## EXERCISE:
Where the line containing "let path = state_file_path(runtime_dir);" appears in the records below, begin there and output each line verbatim through the last line.

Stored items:

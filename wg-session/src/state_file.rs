// Status file writer for external monitoring
//!
//! Writes the current connection status to `<runtime_dir>/state` for
//! consumption by shell scripts and status bar widgets.

use crate::controller::StatusSnapshot;
use anyhow::{Context, Result};
use std::fs;
use std::path::{Path, PathBuf};
use std::time::SystemTime;

const STATE_FILE: &str = "state";

/// Path of the status file inside `runtime_dir`
pub fn state_file_path(runtime_dir: &Path) -> PathBuf {
    runtime_dir.join(STATE_FILE)
}

/// Write current status to the status file
pub fn write_status(runtime_dir: &Path, status: StatusSnapshot) -> Result<()> {
    // Create directory if it doesn't exist
    if !runtime_dir.exists() {
        fs::create_dir_all(runtime_dir).context("Failed to create runtime directory")?;
    }

    let timestamp = SystemTime::now()
        .duration_since(SystemTime::UNIX_EPOCH)
        .map(|d| d.as_secs())
        .unwrap_or(0);

    let content = format!(
        "STATE={}\nACTIVE={}\nTIMESTAMP={}\n",
        status.state, status.active, timestamp
    );

    // Replace atomically so readers never see a partial file
    let path = state_file_path(runtime_dir);
    let tmp = path.with_extension("tmp");
    fs::write(&tmp, content).context("Failed to write state file")?;
    fs::rename(&tmp, &path).context("Failed to replace state file")?;

    Ok(())
}

/// Remove status file on shutdown
pub fn cleanup(runtime_dir: &Path) {
    let _ = fs::remove_file(state_file_path(runtime_dir));
}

## EXERCISE OUTPUT:
    let path = state_file_path(runtime_dir);
    let tmp = path.with_extension("tmp");
    fs::write(&tmp, content).context("Failed to write state file")?;
    fs::rename(&tmp, &path).context("Failed to replace state file")?;

    Ok(())
}

/// Remove status file on shutdown
pub fn cleanup(runtime_dir: &Path) {
    let _ = fs::remove_file(state_file_path(runtime_dir));
}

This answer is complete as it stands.